Le plan global 2005-2007 « Dix mesures pour l'autonomie des femmes » préconise le renforcement des formations transdisciplinaires, initiales et continues, incluant la problématique des violences conjugales, pour les policiers, gendarmes, intervenants sociaux, professionnels de santé et magistrats. Par ailleurs, le Guide de l'action publique , diffusé depuis 2004, leur est particulièrement destiné. Il s'agit d'un véritable outil de sensibilisation des professionnels qui met l'accent sur la nécessité de renforcer le partenariat entre les magistrats du parquet et du siège.

Enfin, en 2005, l'École nationale de la magistrature a intégré dans sa formation initiale un module destiné à sensibiliser les futurs magistrats à la situation particulière de la victime dans le processus pénal. Cela doit également leur permettre d'acquérir une meilleure connaissance des dispositifs associatifs et institutionnels en la matière.

17. Privilégier la formation continue plutôt que la formation initiale pour les modules de formation organisés en direction des policiers, des gendarmes, des magistrats ou des personnels médicaux, l'accueil et la prise en charge de femmes victimes de violences au sein de leur couple nécessitant une grande maturité professionnelle et humaine.

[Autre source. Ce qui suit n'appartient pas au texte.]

//! Request/response transports used by the harness
//!
//! A transport performs exactly one logical request per call. Retries, when
//! the protocol has them, happen inside the transport and are reported back
//! through `retry_count` on both [`TransportResponse`] and [`TransportError`].

pub mod http;
pub mod payload;
pub mod probe;
pub mod retry;
pub mod tcp;
pub mod udp;

use crate::{
    error::{AppError, Result},
    models::Config,
    types::ProtocolMode,
};
use async_trait::async_trait;
use serde::{Deserialize, Serialize};
use std::{fmt, sync::Arc, time::Duration};

pub use http::HttpTransport;
pub use probe::{PortProbe, TcpPortProbe};
pub use retry::RetryPolicy;
pub use tcp::TcpTransport;
pub use udp::UdpTransport;

/// Protocol-level outcome code of a response
#[derive(Debug, Clone, Copy, PartialEq, Eq, Serialize, Deserialize)]
pub enum ResponseCode {
    /// HTTP status code
    Http(u16),
    /// Raw TCP reply; the stream has no status of its own
    Stream,
    /// UDP echo with the sequence number sent and the one read back
    Datagram { expected: u32, echoed: Option<u32> },
}

impl ResponseCode {
    /// Whether the protocol considers this a successful exchange
    pub fn is_success(&self) -> bool {
        match self {
            ResponseCode::Http(status) => *status == 200,
            ResponseCode::Stream | ResponseCode::Datagram { .. } => true,
        }
    }

    /// Whether the echoed sequence number matches the one sent
    pub fn sequence_matches(&self) -> bool {
        match self {
            ResponseCode::Datagram { expected, echoed } => *echoed == Some(*expected),
            _ => true,
        }
    }
}

impl fmt::Display for ResponseCode {
    fn fmt(&self, f: &mut fmt::Formatter<'_>) -> fmt::Result {
        match self {
            ResponseCode::Http(status) => write!(f, "HTTP {}", status),
            ResponseCode::Stream => write!(f, "TCP"),
            ResponseCode::Datagram { echoed: Some(seq), .. } => write!(f, "SEQ {}", seq),
            ResponseCode::Datagram { echoed: None, .. } => write!(f, "SEQ missing"),
        }
    }
}

/// What a transport hands back for one request
#[derive(Debug, Clone, PartialEq)]
pub struct TransportResponse {
    pub code: ResponseCode,
    /// Response payload; for UDP the bytes after the sequence header
    pub body: Vec<u8>,
    /// Retries consumed before this response
    pub retry_count: u32,
}

impl TransportResponse {
    pub fn new(code: ResponseCode, body: Vec<u8>) -> Self {
        Self {
            code,
            body,
            retry_count: 0,
        }
    }

    pub fn with_retries(mut self, retry_count: u32) -> Self {
        self.retry_count = retry_count;
        self
    }
}

/// A request that failed, with the retries spent before giving up
#[derive(Debug, Clone, PartialEq)]
pub struct TransportError {
    pub error: AppError,
    pub retry_count: u32,
}

impl TransportError {
    pub fn with_retries(mut self, retry_count: u32) -> Self {
        self.retry_count = retry_count;
        self
    }
}

impl From<AppError> for TransportError {
    fn from(error: AppError) -> Self {
        Self { error, retry_count: 0 }
    }
}

impl fmt::Display for TransportError {
    fn fmt(&self, f: &mut fmt::Formatter<'_>) -> fmt::Result {
        match self.retry_count {
            0 => write!(f, "{}", self.error),
            n => write!(f, "{} (after {} retries)", self.error, n),
        }
    }
}

pub type TransportResult = std::result::Result<TransportResponse, TransportError>;

/// One request/response exchange against the target
///
/// Failures carry a typed [`AppError`]: `Timeout` when nothing arrived in
/// time, `Connection` when the peer refused or reset, anything else for the
/// remaining cases.
#[async_trait]
pub trait Transport: Send + Sync {
    /// Perform one request tagged with `attempt_number`, bounded by `timeout`
    async fn send_request(&self, attempt_number: u32, timeout: Duration) -> TransportResult;

    /// Protocol spoken by this transport
    fn protocol(&self) -> ProtocolMode;

    /// `host:port` of the target
    fn target(&self) -> String;
}

/// Builds the transport matching the configured protocol
pub struct TransportFactory;

impl TransportFactory {
    pub fn create(config: &Config) -> Result<Arc<dyn Transport>> {
        let host = config.target_address.trim();
        let port = config.effective_port();

        if host.is_empty() {
            return Err(AppError::config("Cannot build a transport without a target address"));
        }

        let transport: Arc<dyn Transport> = match config.protocol_mode {
            ProtocolMode::Http => Arc::new(HttpTransport::new(
                host,
                port,
                &config.http_path,
                RetryPolicy::from(config),
            )?),
            ProtocolMode::Tcp => Arc::new(TcpTransport::new(host, port, payload::test_payload(config.payload_size))),
            ProtocolMode::Udp => Arc::new(UdpTransport::new(host, port, payload::test_payload(config.payload_size))),
        };

        Ok(transport)
    }
}

/// Bound `future` by `timeout`, mapping expiry to a timeout error
pub(crate) async fn with_deadline<T, F>(timeout: Duration, future: F) -> Result<T>
where
    F: std::future::Future<Output = Result<T>>,
{
    match tokio::time::timeout(timeout, future).await {
        Ok(result) => result,
        Err(_) => Err(AppError::timeout(format!(
            "no reply within {} ms",
            timeout.as_millis()
        ))),
    }
}
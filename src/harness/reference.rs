//! Write-once reference response and byte comparison

use std::sync::OnceLock;

/// First successful response body of a run
///
/// Capture is atomic: when several attempts race, exactly one body is
/// stored and it is never replaced.
#[derive(Debug, Default)]
pub struct ReferenceSlot {
    body: OnceLock<Vec<u8>>,
}

/// Result of offering a body to the slot
#[derive(Debug, PartialEq, Eq)]
pub enum Capture<'a> {
    /// This body became the reference
    Captured,
    /// A reference already existed
    Existing(&'a [u8]),
}

impl ReferenceSlot {
    pub fn new() -> Self {
        Self::default()
    }

    /// Store `body` unless a reference already exists
    pub fn capture(&self, body: &[u8]) -> Capture<'_> {
        let mut captured = false;
        let stored = self.body.get_or_init(|| {
            captured = true;
            body.to_vec()
        });

        if captured {
            Capture::Captured
        } else {
            Capture::Existing(stored)
        }
    }

    pub fn get(&self) -> Option<&[u8]> {
        self.body.get().map(Vec::as_slice)
    }

    pub fn is_set(&self) -> bool {
        self.body.get().is_some()
    }
}

/// Outcome of comparing a response against the reference
#[derive(Debug, Clone, PartialEq, Eq)]
pub enum Comparison {
    Identical,
    /// Lengths differ; bytes were not compared
    LengthMismatch { expected: usize, actual: usize },
    /// Same length; `positions` holds the first few differing offsets
    ByteMismatch {
        positions: Vec<ByteDiff>,
        total: usize,
    },
}

/// One differing byte
#[derive(Debug, Clone, Copy, PartialEq, Eq)]
pub struct ByteDiff {
    pub position: usize,
    pub expected: u8,
    pub actual: u8,
}

impl ByteDiff {
    fn render_byte(byte: u8) -> String {
        if byte.is_ascii_graphic() || byte == b' ' {
            (byte as char).to_string()
        } else {
            format!("0x{:02X}", byte)
        }
    }
}

impl std::fmt::Display for ByteDiff {
    fn fmt(&self, f: &mut std::fmt::Formatter<'_>) -> std::fmt::Result {
        write!(
            f,
            "Pos {}: {} != {}",
            self.position,
            Self::render_byte(self.expected),
            Self::render_byte(self.actual)
        )
    }
}

/// Compare `actual` against `reference`, listing at most `max_reported` differences
pub fn compare_bytes(reference: &[u8], actual: &[u8], max_reported: usize) -> Comparison {
    if reference.len() != actual.len() {
        return Comparison::LengthMismatch {
            expected: reference.len(),
            actual: actual.len(),
        };
    }

    let mut positions = Vec::new();
    let mut total = 0;

    for (position, (&expected, &got)) in reference.iter().zip(actual).enumerate() {
        if expected != got {
            total += 1;
            if positions.len() < max_reported {
                positions.push(ByteDiff {
                    position,
                    expected,
                    actual: got,
                });
            }
        }
    }

    if total == 0 {
        Comparison::Identical
    } else {
        Comparison::ByteMismatch { positions, total }
    }
}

La délégation aux victimes, inaugurée le 11 octobre 2005 par le ministre de l'intérieur et de l'aménagement du territoire, pourra désormais être consultée sur les programmes de formation continue dispensée aux policiers et aux gendarmes. Dès décembre 2005, une centaine d'officiers de la gendarmerie bénéficieront d'une formation nationale comprenant des séances de sensibilisation à l'intervention dans le cadre de violences conjugales. Par ailleurs, une brochure à destination de l'ensemble des professionnels qui assistent les victimes lors de leurs démarches initiales a été publiée à l'initiative du ministère délégué à la cohésion sociale et à la parité, en novembre dernier, et doit conduire au renforcement des partenariats sociaux.

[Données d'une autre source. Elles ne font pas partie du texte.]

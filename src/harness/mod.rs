//! Reliability test harness
//!
//! Drives `num_tests` request attempts against one target, classifies every
//! attempt into an [`AttemptStatus`], and folds the results into a
//! [`RunReport`]. Attempt failures never abort a run; only setup problems
//! are returned as errors.

pub mod classify;
pub mod reference;

pub use classify::{classify_error, classify_response};
pub use reference::{compare_bytes, ByteDiff, Capture, Comparison, ReferenceSlot};

use crate::{
    error::{AppError, Result},
    logging::{AttemptLogger, ErrorEventLogger},
    models::{AttemptRecord, AttemptStatus, Config},
    stats::{RunAccumulator, RunMetadata, SummaryStats},
    transport::{PortProbe, TcpPortProbe, Transport, TransportFactory},
    types::{ConcurrencyMode, ProtocolMode},
};
use chrono::{DateTime, Utc};
use futures::future::join_all;
use serde::{Deserialize, Serialize};
use std::{
    sync::Arc,
    time::{Duration, Instant},
};
use tokio::{sync::mpsc, task::JoinHandle};

/// Run parameters the harness needs from the configuration
#[derive(Debug, Clone, PartialEq)]
pub struct HarnessSettings {
    pub host: String,
    pub port: u16,
    pub num_tests: u32,
    pub timeout: Duration,
    pub dynamic_port_check: bool,
    pub port_check_timeout: Duration,
    pub concurrency_mode: ConcurrencyMode,
    pub connection_type: String,
}

impl From<&Config> for HarnessSettings {
    fn from(config: &Config) -> Self {
        Self {
            host: config.target_address.trim().to_string(),
            port: config.effective_port(),
            num_tests: config.num_tests,
            timeout: config.timeout(),
            dynamic_port_check: config.dynamic_port_check,
            port_check_timeout: config.port_check_timeout(),
            concurrency_mode: config.concurrency_mode,
            connection_type: config.connection_type.clone(),
        }
    }
}

/// Records and summary of one run
#[derive(Debug, Clone, PartialEq, Serialize, Deserialize)]
pub struct RunReport {
    /// Arrival order; equals dispatch order in sync mode
    pub records: Vec<AttemptRecord>,
    pub stats: SummaryStats,
    /// Size of the reference body, when one was captured
    pub reference_bytes: Option<usize>,
}

impl RunReport {
    /// Records sorted by attempt number
    pub fn records_by_attempt(&self) -> Vec<AttemptRecord> {
        let mut records = self.records.clone();
        records.sort_by_key(|r| r.attempt_number);
        records
    }

    pub fn record(&self, attempt_number: u32) -> Option<&AttemptRecord> {
        self.records.iter().find(|r| r.attempt_number == attempt_number)
    }

    /// Attempt numbers in arrival order
    pub fn completion_order(&self) -> Vec<u32> {
        self.records.iter().map(|r| r.attempt_number).collect()
    }
}

/// Packet loss tester bound to one transport
///
/// Holds no per-run state, so one tester can run repeatedly; each run gets
/// its own reference slot and accumulator.
#[derive(Clone)]
pub struct PacketLossTester {
    settings: Arc<HarnessSettings>,
    transport: Arc<dyn Transport>,
    probe: Arc<dyn PortProbe>,
    attempt_logger: Option<Arc<AttemptLogger>>,
    error_logger: Option<Arc<ErrorEventLogger>>,
}

impl PacketLossTester {
    pub fn new(settings: HarnessSettings, transport: Arc<dyn Transport>) -> Self {
        Self {
            settings: Arc::new(settings),
            transport,
            probe: Arc::new(TcpPortProbe),
            attempt_logger: None,
            error_logger: None,
        }
    }

    /// Validate the configuration and build the matching transport
    pub fn from_config(config: &Config) -> Result<Self> {
        config.validate()?;
        let transport = TransportFactory::create(config)?;
        Ok(Self::new(HarnessSettings::from(config), transport))
    }

    pub fn with_probe(mut self, probe: Arc<dyn PortProbe>) -> Self {
        self.probe = probe;
        self
    }

    pub fn with_attempt_logger(mut self, logger: Arc<AttemptLogger>) -> Self {
        self.attempt_logger = Some(logger);
        self
    }

    pub fn with_error_logger(mut self, logger: Arc<ErrorEventLogger>) -> Self {
        self.error_logger = Some(logger);
        self
    }

    pub fn settings(&self) -> &HarnessSettings {
        &self.settings
    }

    pub fn protocol(&self) -> ProtocolMode {
        self.transport.protocol()
    }

    /// Run all attempts
    ///
    /// Sync mode awaits each attempt and then sleeps `delay`; async mode
    /// spawns every attempt up front (spaced by `delay`) and records them as
    /// they finish.
    pub async fn run(&self, delay: Duration) -> Result<RunReport> {
        self.check_settings()?;

        let reference = Arc::new(ReferenceSlot::new());
        let start_time = Utc::now();
        let accumulator = match self.settings.concurrency_mode {
            ConcurrencyMode::Sync => self.run_sequential(delay, &reference, start_time).await,
            ConcurrencyMode::Async => self.run_concurrent(delay, &reference, start_time).await,
        };

        let metadata = RunMetadata {
            target: self.transport.target(),
            protocol_mode: self.transport.protocol(),
            concurrency_mode: self.settings.concurrency_mode,
            connection_type: self.settings.connection_type.clone(),
        };
        let (records, stats) = accumulator.finish(metadata, Utc::now());

        Ok(RunReport {
            records,
            stats,
            reference_bytes: reference.get().map(<[u8]>::len),
        })
    }

    /// Drive one attempt to its terminal state
    pub async fn run_single_attempt(&self, attempt_number: u32, reference: &ReferenceSlot) -> AttemptRecord {
        let timestamp = Utc::now();
        let settings = &self.settings;

        if settings.dynamic_port_check
            && !self
                .probe
                .is_port_open(&settings.host, settings.port, settings.port_check_timeout)
                .await
        {
            return AttemptRecord::new(
                attempt_number,
                timestamp,
                AttemptStatus::PortClosed,
                None,
                format!(
                    "Port {} not reachable within {} ms",
                    settings.port,
                    settings.port_check_timeout.as_millis()
                ),
                0,
            );
        }

        let started = Instant::now();
        let outcome = self.transport.send_request(attempt_number, settings.timeout).await;
        let elapsed_ms = started.elapsed().as_secs_f64() * 1000.0;

        match outcome {
            Ok(response) => {
                let (status, detail) = classify_response(&response, reference);
                AttemptRecord::new(attempt_number, timestamp, status, Some(elapsed_ms), detail, response.retry_count)
            }
            Err(failure) => {
                let (status, detail) = classify_error(&failure.error, elapsed_ms);
                AttemptRecord::new(attempt_number, timestamp, status, None, detail, failure.retry_count)
            }
        }
    }

    fn check_settings(&self) -> Result<()> {
        if self.settings.num_tests == 0 {
            return Err(AppError::validation("A run needs at least one attempt"));
        }
        if self.settings.timeout.is_zero() {
            return Err(AppError::validation("Attempt timeout must be greater than zero"));
        }
        if self.settings.dynamic_port_check && self.settings.port_check_timeout.is_zero() {
            return Err(AppError::validation("Port check timeout must be greater than zero"));
        }
        Ok(())
    }

    async fn run_sequential(
        &self,
        delay: Duration,
        reference: &ReferenceSlot,
        start_time: DateTime<Utc>,
    ) -> RunAccumulator {
        let total = self.settings.num_tests;
        let mut accumulator = RunAccumulator::with_capacity(start_time, total as usize);

        for attempt_number in 1..=total {
            let record = self.run_single_attempt(attempt_number, reference).await;
            self.report(&record).await;
            accumulator.push(record);

            if !delay.is_zero() {
                tokio::time::sleep(delay).await;
            }
        }

        accumulator
    }

    async fn run_concurrent(
        &self,
        delay: Duration,
        reference: &Arc<ReferenceSlot>,
        start_time: DateTime<Utc>,
    ) -> RunAccumulator {
        let total = self.settings.num_tests;
        let mut accumulator = RunAccumulator::with_capacity(start_time, total as usize);
        let (tx, mut rx) = mpsc::unbounded_channel::<AttemptRecord>();
        let mut handles: Vec<(u32, DateTime<Utc>, JoinHandle<()>)> = Vec::with_capacity(total as usize);

        for attempt_number in 1..=total {
            let tester = self.clone();
            let reference = Arc::clone(reference);
            let tx = tx.clone();

            let dispatched = Utc::now();
            let handle = tokio::spawn(async move {
                let record = tester.run_single_attempt(attempt_number, &reference).await;
                let _ = tx.send(record);
            });
            handles.push((attempt_number, dispatched, handle));

            if attempt_number < total && !delay.is_zero() {
                tokio::time::sleep(delay).await;
            }
        }
        drop(tx);

        // Channel order is completion order
        while let Some(record) = rx.recv().await {
            self.report(&record).await;
            accumulator.push(record);
        }

        // A task that died before sending still gets a record
        let outcomes = join_all(
            handles
                .into_iter()
                .map(|(attempt_number, dispatched, handle)| async move { (attempt_number, dispatched, handle.await) }),
        )
        .await;
        for (attempt_number, dispatched, outcome) in outcomes {
            if let Err(join_error) = outcome {
                if accumulator.contains(attempt_number) {
                    continue;
                }
                let detail = format!("Attempt task failed: {}", join_error);
                if let Some(logger) = &self.error_logger {
                    logger.log_lost_attempt(attempt_number, &detail).await;
                }
                let record = AttemptRecord::new(attempt_number, dispatched, AttemptStatus::Error, None, detail, 0);
                self.report(&record).await;
                accumulator.push(record);
            }
        }

        accumulator
    }

    async fn report(&self, record: &AttemptRecord) {
        if let Some(logger) = &self.attempt_logger {
            logger.log_attempt(record).await;
        }
    }
}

18. Mettre en place, en relation avec les associations, des formations, notamment sous la forme de groupes de parole, destinées aux hommes violents afin que ceux-ci disposent des moyens leur permettant de mener une réflexion sur les causes de leur comportement.

Quelques associations sont d'ores et déjà financées pour ce faire au plan national et local. Un groupe de travail ad hoc va être mis en place à la demande de la ministre déléguée à la cohésion sociale et à la parité. Il est chargé d'évaluer les progrès en matière d'efficience des dispositifs et de nombre d'hommes suivis.